L’autre gros souci, c’est la gestion des quartiers disciplinaire et d’isolement. « On nous a dit que la maison d’arrêt de Besançon pourrait être amenée prochainement à recevoir des détenus radicalisés de retour de Syrie et de zones de guerre, poursuit le délégué SNP-FO. Ce n’est encore qu’un projet, mais il suffit qu’un juge le décide. On n’est pas équipés en termes de locaux, on n’a pas de structure adaptée, on ne dispose que d’une porte équipée de passe-menottes, les personnels ne sont pas formés, donc on veut des moyens, des personnels, de la formation, de nouvelles méthodes de travail et un renforcement législatif. »

Frondes locale et nationale se rejoignent donc. « Bien sûr que tout est lié, et quand on aborde un sujet, un autre surgit », résume Rémy Croissant. Ils le répètent en boucle : le manque de considération, les injures et les crachats, les petites violences du quotidien, la crainte d’être un jour victime d’une prise d’otages ou d’une tentative d’assassinat, le tout pour un « salaire de misère » rapporté aux risques encourus, c’est beaucoup. Tout cela leur « mine le moral, crée du stress et des difficultés familiales ».
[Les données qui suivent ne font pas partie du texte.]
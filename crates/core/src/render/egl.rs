//! EGL backend over `khronos-egl`, plus the fixed attribute lists.
//!
//! libEGL is loaded at runtime, so a machine without it fails with
//! `RenderError::LibraryLoad` instead of failing to link.

use std::ffi::c_void;

use khronos_egl as egl;

use super::backend::DisplayBackend;
use crate::error::RenderError;

// EGL_KHR_create_context, core in EGL 1.5.
const CONTEXT_MAJOR_VERSION: egl::Int = 0x3098;
const CONTEXT_MINOR_VERSION: egl::Int = 0x30FB;
const CONTEXT_OPENGL_PROFILE_MASK: egl::Int = 0x30FD;
const CONTEXT_OPENGL_CORE_PROFILE_BIT: egl::Int = 0x0000_0001;

/// Requested GL context version.
pub const GL_VERSION: (i32, i32) = (3, 3);

/// Pbuffer-capable config with RGBA8 color, 24-bit depth and 8-bit stencil.
pub fn config_attribs() -> [egl::Int; 15] {
    [
        egl::SURFACE_TYPE,
        egl::PBUFFER_BIT,
        egl::RED_SIZE,
        8,
        egl::GREEN_SIZE,
        8,
        egl::BLUE_SIZE,
        8,
        egl::ALPHA_SIZE,
        8,
        egl::DEPTH_SIZE,
        24,
        egl::STENCIL_SIZE,
        8,
        egl::NONE,
    ]
}

/// OpenGL core-profile context of the given version.
pub fn context_attribs((major, minor): (i32, i32)) -> [egl::Int; 7] {
    [
        CONTEXT_MAJOR_VERSION,
        major,
        CONTEXT_MINOR_VERSION,
        minor,
        CONTEXT_OPENGL_PROFILE_MASK,
        CONTEXT_OPENGL_CORE_PROFILE_BIT,
        egl::NONE,
    ]
}

/// Fixed-size pbuffer.
pub fn pbuffer_attribs(width: u32, height: u32) -> [egl::Int; 5] {
    [
        egl::WIDTH,
        width as egl::Int,
        egl::HEIGHT,
        height as egl::Int,
        egl::NONE,
    ]
}

/// Dynamically loaded EGL 1.4 entry points.
pub struct Egl {
    instance: egl::DynamicInstance<egl::EGL1_4>,
}

impl Egl {
    /// Loads libEGL and resolves the EGL 1.4 entry points.
    ///
    /// # Errors
    ///
    /// Returns `RenderError::LibraryLoad` if the library or any required
    /// symbol is missing.
    #[allow(unsafe_code)]
    pub fn load() -> Result<Self, RenderError> {
        // SAFETY: loading libEGL runs its initializers; the library is a
        // system graphics driver and stays loaded for the instance lifetime.
        let instance = unsafe { egl::DynamicInstance::<egl::EGL1_4>::load_required() }
            .map_err(|e| RenderError::LibraryLoad(e.to_string()))?;
        log::debug!("loaded libEGL");
        Ok(Self { instance })
    }
}

impl DisplayBackend for Egl {
    type Display = egl::Display;
    type Config = egl::Config;
    type Context = egl::Context;
    type Surface = egl::Surface;

    #[allow(unsafe_code)]
    fn default_display(&self) -> Option<egl::Display> {
        // SAFETY: EGL_DEFAULT_DISPLAY is always a valid native display id.
        unsafe { self.instance.get_display(egl::DEFAULT_DISPLAY) }
    }

    fn initialize(&self, display: egl::Display) -> Result<(i32, i32), String> {
        self.instance.initialize(display).map_err(|e| e.to_string())
    }

    fn bind_opengl_api(&self) -> Result<(), String> {
        self.instance
            .bind_api(egl::OPENGL_API)
            .map_err(|e| e.to_string())
    }

    fn choose_config(
        &self,
        display: egl::Display,
        attribs: &[i32],
    ) -> Result<Option<egl::Config>, String> {
        self.instance
            .choose_first_config(display, attribs)
            .map_err(|e| e.to_string())
    }

    fn create_context(
        &self,
        display: egl::Display,
        config: egl::Config,
        attribs: &[i32],
    ) -> Result<egl::Context, String> {
        self.instance
            .create_context(display, config, None, attribs)
            .map_err(|e| e.to_string())
    }

    fn create_pbuffer_surface(
        &self,
        display: egl::Display,
        config: egl::Config,
        attribs: &[i32],
    ) -> Result<egl::Surface, String> {
        self.instance
            .create_pbuffer_surface(display, config, attribs)
            .map_err(|e| e.to_string())
    }

    fn make_current(
        &self,
        display: egl::Display,
        target: Option<(egl::Surface, egl::Context)>,
    ) -> Result<(), String> {
        let (surface, context) = match target {
            Some((s, c)) => (Some(s), Some(c)),
            None => (None, None),
        };
        self.instance
            .make_current(display, surface, surface, context)
            .map_err(|e| e.to_string())
    }

    fn proc_address(&self, name: &str) -> *const c_void {
        self.instance
            .get_proc_address(name)
            .map_or(std::ptr::null(), |f| f as *const c_void)
    }

    fn destroy_surface(&self, display: egl::Display, surface: egl::Surface) -> Result<(), String> {
        self.instance
            .destroy_surface(display, surface)
            .map_err(|e| e.to_string())
    }

    fn destroy_context(&self, display: egl::Display, context: egl::Context) -> Result<(), String> {
        self.instance
            .destroy_context(display, context)
            .map_err(|e| e.to_string())
    }

    fn terminate(&self, display: egl::Display) -> Result<(), String> {
        self.instance.terminate(display).map_err(|e| e.to_string())
    }
}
Pourtant, leur métier, ils l’ont choisi, et la plupart d’entre eux l’aiment et y croient toujours. S’ils ont l’intention de poursuivre leur mouvement « aussi longtemps qu’il le faudra pour être respectés et entendus (…) malgré les menaces de sanction », ils ne peuvent s’empêcher de penser à ce qu’il se passe entre les murs de la prison en leur absence. « Les CRS et les gendarmes, ce n’est pas leur métier. S’il y a une difficulté, ils vont être dans le rapport de force. Alors que nous, nous tentons d’abord de la résoudre par la discussion », commente Rémy Croissant. Qui se demande, comme ses collègues, « dans quel état psychologique » ils vont retrouver des détenus « forcément déstabilisés » par l’interruption des douches et des promenades et le confinement dans les cellules. La nuit précédente, beaucoup n’avaient cessé de taper sur les portes pour protester contre ces contraintes. Mission de dégagement accomplie, les CRS ont repris la route peu après 16 heures. Les surveillants les ont gratifiés d’une haie d’honneur rigolarde. Et ils se sont empressés de remonter une nouvelle barricade.